ML models can explore, in silico, large chemical spaces that can be tedious and expensive to investigate using conventional approaches. As per Stokes, "ML as a drug discovery tool is likely going to play an important role in how we find new antibiotics. As a predictive tool, properly trained models will allow us to explore vast chemical spaces in silico, which are sufficiently large that we would not be able to empirically screen this number of compounds in the laboratory. Currently, we can screen perhaps a few million molecules in the lab at a large scale, compared to in silico predictions that reach into the billions of compounds".
ML approaches can be exploited at every stage of the drug development pipeline. "Beyond chemical prediction to discover new antibiotics at the preclinical stage, I believe machine learning approaches can show utility at every stage of the drug development pipeline – the important question is whether we as scientists can get acceptable training datasets in order to train models that can make reasonable predictions at more advanced stages of drug development," said Stokes.
Image-based profiling for drug discovery
Image-based profiling is a strategy by which the information present in biological images is processed, analyzed and extracted as image-based features, which are then aggregated into profiles. These image profiles can be mined to capture relevant patterns and reveal unanticipated biological activity, such as the unexplored mechanism of the disease – this vital information can then be applied in the drug discovery process.
Image-based profiling can be used to identify disease-specific phenotypes and explore the mechanism of a disease. It can also be used to predict a drug's activity, such as the mechanism of action and toxicity profile.

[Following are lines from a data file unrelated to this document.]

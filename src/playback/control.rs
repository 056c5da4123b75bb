use std::time::Duration;

use crate::library::Track;

use super::types::PlayerEvent;

/// Control surface the session drives. The real implementation forwards
/// everything to the playback thread; tests substitute a recording stub.
///
/// Commands are fire-and-forget: failures surface later as an `Errored`
/// event rather than a return value.
pub trait PlayerControl {
    /// Start playing `track` from the beginning. Bumps the open generation;
    /// events carrying an older generation are stale.
    fn open(&mut self, track: &Track);
    fn play(&mut self);
    fn pause(&mut self);
    fn stop(&mut self);
    /// Jump to an absolute position in the current track.
    fn seek(&mut self, position: Duration);
    fn set_volume(&mut self, volume: f32);
    /// Elapsed time in the current track.
    fn current_time(&self) -> Duration;
    /// Length of the current track, zero when nothing is open.
    fn duration(&self) -> Duration;
    /// Generation counter of the most recent `open`.
    fn generation(&self) -> u64;
    /// Drain one pending event, if any.
    fn poll_event(&mut self) -> Option<PlayerEvent>;
    /// Tear down any background resources. Called once on exit.
    fn shutdown(&mut self) {}
}
//! Visualizer core: the shared sample ring plus the oscilloscope and
//! spectrum algorithms that paint it into the terminal grid.

pub mod analysis;
pub mod ring;
pub mod scope;
pub mod spectrum;

pub use ring::SampleRing;
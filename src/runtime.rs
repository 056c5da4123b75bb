//! Interactive mode: scan the library, wire up the playback thread and
//! session, and hand the terminal to the event loop.

use std::path::Path;
use std::sync::Arc;

use anyhow::{Context, Result};
use crossterm::execute;
use crossterm::terminal::{
    disable_raw_mode, enable_raw_mode, EnterAlternateScreen, LeaveAlternateScreen,
};
use ratatui::{backend::CrosstermBackend, Terminal};
use tracing::info;

use crate::config::Settings;
use crate::library::scan;
use crate::playback::AudioPlayer;
use crate::session::Session;
use crate::visual::SampleRing;

mod event_loop;

pub fn run(dir: &Path, settings: &Settings) -> Result<()> {
    let albums = scan(dir, &settings.library);
    if albums.is_empty() {
        println!("No audio files found under {}", dir.display());
        return Ok(());
    }
    let track_count: usize = albums.iter().map(|a| a.tracks.len()).sum();
    println!("Found {} tracks in {} albums.", track_count, albums.len());
    info!(albums = albums.len(), tracks = track_count, "library scanned");

    let ring = Arc::new(SampleRing::new(settings.visualizer.sample_capacity));
    let player = AudioPlayer::new(ring.clone());
    let mut session = Session::new(
        albums,
        Box::new(player),
        settings.playback.volume,
        settings.visualizer.mode.into(),
    );

    enable_raw_mode().context("enabling raw mode")?;
    let mut stdout = std::io::stdout();
    execute!(stdout, EnterAlternateScreen)?;
    let backend = CrosstermBackend::new(stdout);
    let mut terminal = Terminal::new(backend)?;

    let run_result = event_loop::run(&mut terminal, &mut session, &ring, settings);

    disable_raw_mode()?;
    execute!(terminal.backend_mut(), LeaveAlternateScreen)?;
    terminal.show_cursor()?;
    session.shutdown();

    run_result
}
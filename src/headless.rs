//! Non-interactive playback: single file and piped stdin, with a plain
//! text header and an in-place progress line instead of the TUI.

mod console;
mod file;
mod stdin;

pub use file::run_file_mode;
pub use stdin::run_stdin_mode;
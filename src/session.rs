//! Session state machine: navigation, search, help, volume and playback
//! status for one running player instance.

mod model;
pub use model::{Focus, Session, Status, VisualizerMode};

Anne Carpenter, senior director of the Imaging Platform at Broad Institute of MIT and Harvard, and her team of biologists and computer scientists are pioneers in developing image analysis and data exploration solutions.
"Image-based profiling is powerful because looking at patterns in images can accelerate nearly every step of the drug discovery pipeline, from building diverse yet compact chemical libraries to primary screening assays, to target deconvolution for phenotypic screens, to the identification of biomarkers and diagnostics. It has even recently been shown to eliminate the need for primary screening by virtual prediction of some biological activities from existing images," explained Carpenter.
Due to the increasing volumes of images, researchers have started leveraging ML strategies like deep learning to improve the extraction of relevant signals from image-based profiles and accelerate drug discovery.
"Most of the proof of principle experiments in the field have used classical image processing and machine learning techniques, so I think we are about to see a rapid acceleration in the field by applying deep learning methods for feature extraction and prediction," said Carpenter.
Exciting possibilities, but understanding methodologies is key
ML can assist scientists and accelerate the drug discovery pathway. ML, when combined with expert knowledge, can reduce the rate of attrition and enhance the process of drug discovery. Zhang elaborated on its potential, "Hundreds of millions of potential drugs await discovery. The next great antiviral (or antidepressant or anti-inflammatory) may already be in a lab somewhere, previously overlooked (it takes lots of time to be proposed for some indications). Deep learning can tell us which compounds are worth testing."
AI has presented exciting possibilities for new discoveries in diverse fields; however, adoption of this technology is still low. Harnessing AI to its full potential will require training, trust and coordination between key stakeholders.